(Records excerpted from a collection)
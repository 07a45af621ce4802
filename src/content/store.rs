//! Content storage.
//!
//! [`ContentStore`] is the seam between the site and its backing database.
//! [`MemoryStore`] keeps everything in memory and optionally mirrors each
//! mutation to a JSON snapshot on disk.

use std::fs;
use std::path::{Path, PathBuf};
use std::sync::Arc;

use chrono::Utc;
use parking_lot::RwLock;
use serde::{Deserialize, Serialize};
use uuid::Uuid;

use super::error::StoreError;
use super::model::{Entity, EntityKind, Record};
use super::validate::prepare;

/// CRUD over catalog records.
///
/// `list` returns records in insertion order. Creates and updates are
/// validated and normalized before they are stored.
pub trait ContentStore: Send + Sync {
    fn list(&self, kind: EntityKind) -> Result<Vec<Record>, StoreError>;

    fn get(&self, kind: EntityKind, id: Uuid) -> Result<Record, StoreError>;

    fn create(&self, entity: Entity) -> Result<Record, StoreError>;

    /// Replaces the entity of an existing record, keeping `created_at`.
    fn update(&self, id: Uuid, entity: Entity) -> Result<Record, StoreError>;

    fn delete(&self, kind: EntityKind, id: Uuid) -> Result<(), StoreError>;

    fn count(&self, kind: EntityKind) -> Result<usize, StoreError> {
        Ok(self.list(kind)?.len())
    }
}

impl<T: ContentStore + ?Sized> ContentStore for Arc<T> {
    fn list(&self, kind: EntityKind) -> Result<Vec<Record>, StoreError> {
        (**self).list(kind)
    }

    fn get(&self, kind: EntityKind, id: Uuid) -> Result<Record, StoreError> {
        (**self).get(kind, id)
    }

    fn create(&self, entity: Entity) -> Result<Record, StoreError> {
        (**self).create(entity)
    }

    fn update(&self, id: Uuid, entity: Entity) -> Result<Record, StoreError> {
        (**self).update(id, entity)
    }

    fn delete(&self, kind: EntityKind, id: Uuid) -> Result<(), StoreError> {
        (**self).delete(kind, id)
    }

    fn count(&self, kind: EntityKind) -> Result<usize, StoreError> {
        (**self).count(kind)
    }
}

#[derive(Debug, Default, Serialize, Deserialize)]
struct Snapshot {
    records: Vec<Record>,
}

/// In-memory store with optional JSON persistence.
#[derive(Debug, Default)]
pub struct MemoryStore {
    inner: RwLock<Snapshot>,
    path: Option<PathBuf>,
}

impl MemoryStore {
    pub fn new() -> Self {
        Self::default()
    }

    /// Opens a store backed by `path`. A missing file starts empty; the
    /// file is written on the first mutation.
    pub fn open(path: impl Into<PathBuf>) -> Result<Self, StoreError> {
        let path = path.into();
        let snapshot = if path.exists() {
            let bytes = fs::read(&path).map_err(|source| StoreError::Io {
                path: path.clone(),
                source,
            })?;
            serde_json::from_slice(&bytes).map_err(|source| StoreError::Decode {
                path: path.clone(),
                source,
            })?
        } else {
            Snapshot::default()
        };
        tracing::info!(
            path = %path.display(),
            records = snapshot.records.len(),
            "content store opened"
        );
        Ok(Self {
            inner: RwLock::new(snapshot),
            path: Some(path),
        })
    }

    pub fn path(&self) -> Option<&Path> {
        self.path.as_deref()
    }

    /// Writes to a sibling temp file, then renames over the snapshot.
    fn persist(&self, snapshot: &Snapshot) -> Result<(), StoreError> {
        let Some(path) = &self.path else {
            return Ok(());
        };
        let bytes = serde_json::to_vec_pretty(snapshot).map_err(StoreError::Encode)?;
        let io_err = |source| StoreError::Io {
            path: path.clone(),
            source,
        };
        if let Some(parent) = path.parent().filter(|p| !p.as_os_str().is_empty()) {
            fs::create_dir_all(parent).map_err(io_err)?;
        }
        let tmp = path.with_extension("json.tmp");
        fs::write(&tmp, bytes).map_err(io_err)?;
        fs::rename(&tmp, path).map_err(io_err)?;
        Ok(())
    }
}

impl ContentStore for MemoryStore {
    fn list(&self, kind: EntityKind) -> Result<Vec<Record>, StoreError> {
        let snapshot = self.inner.read();
        Ok(snapshot
            .records
            .iter()
            .filter(|r| r.kind() == kind)
            .cloned()
            .collect())
    }

    fn get(&self, kind: EntityKind, id: Uuid) -> Result<Record, StoreError> {
        let snapshot = self.inner.read();
        snapshot
            .records
            .iter()
            .find(|r| r.id == id && r.kind() == kind)
            .cloned()
            .ok_or(StoreError::NotFound { kind, id })
    }

    fn create(&self, entity: Entity) -> Result<Record, StoreError> {
        let mut snapshot = self.inner.write();
        let entity = prepare(entity, snapshot.records.as_slice(), None)?;
        let now = Utc::now();
        let record = Record {
            id: Uuid::new_v4(),
            created_at: now,
            updated_at: now,
            entity,
        };
        snapshot.records.push(record.clone());
        if let Err(err) = self.persist(&snapshot) {
            snapshot.records.pop();
            return Err(err);
        }
        tracing::info!(kind = %record.kind(), id = %record.id, "record created");
        Ok(record)
    }

    fn update(&self, id: Uuid, entity: Entity) -> Result<Record, StoreError> {
        let mut snapshot = self.inner.write();
        let kind = entity.kind();
        let position = snapshot
            .records
            .iter()
            .position(|r| r.id == id)
            .ok_or(StoreError::NotFound { kind, id })?;
        let found = snapshot.records[position].kind();
        if found != kind {
            return Err(StoreError::KindMismatch {
                id,
                expected: kind,
                found,
            });
        }

        let entity = prepare(entity, snapshot.records.as_slice(), Some(id))?;
        let previous = snapshot.records[position].clone();
        let updated = Record {
            updated_at: Utc::now(),
            entity,
            ..previous.clone()
        };
        snapshot.records[position] = updated.clone();
        if let Err(err) = self.persist(&snapshot) {
            snapshot.records[position] = previous;
            return Err(err);
        }
        tracing::info!(kind = %kind, id = %id, "record updated");
        Ok(updated)
    }

    fn delete(&self, kind: EntityKind, id: Uuid) -> Result<(), StoreError> {
        let mut snapshot = self.inner.write();
        let position = snapshot
            .records
            .iter()
            .position(|r| r.id == id && r.kind() == kind)
            .ok_or(StoreError::NotFound { kind, id })?;
        let removed = snapshot.records.remove(position);
        if let Err(err) = self.persist(&snapshot) {
            snapshot.records.insert(position, removed);
            return Err(err);
        }
        tracing::info!(kind = %kind, id = %id, "record deleted");
        Ok(())
    }

    fn count(&self, kind: EntityKind) -> Result<usize, StoreError> {
        Ok(self
            .inner
            .read()
            .records
            .iter()
            .filter(|r| r.kind() == kind)
            .count())
    }
}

* [Exercise description] Lines above with the string "derive" need to be found and copied.

* [The answer]
#[derive(Debug, Default, Serialize, Deserialize)]
#[derive(Debug, Default)]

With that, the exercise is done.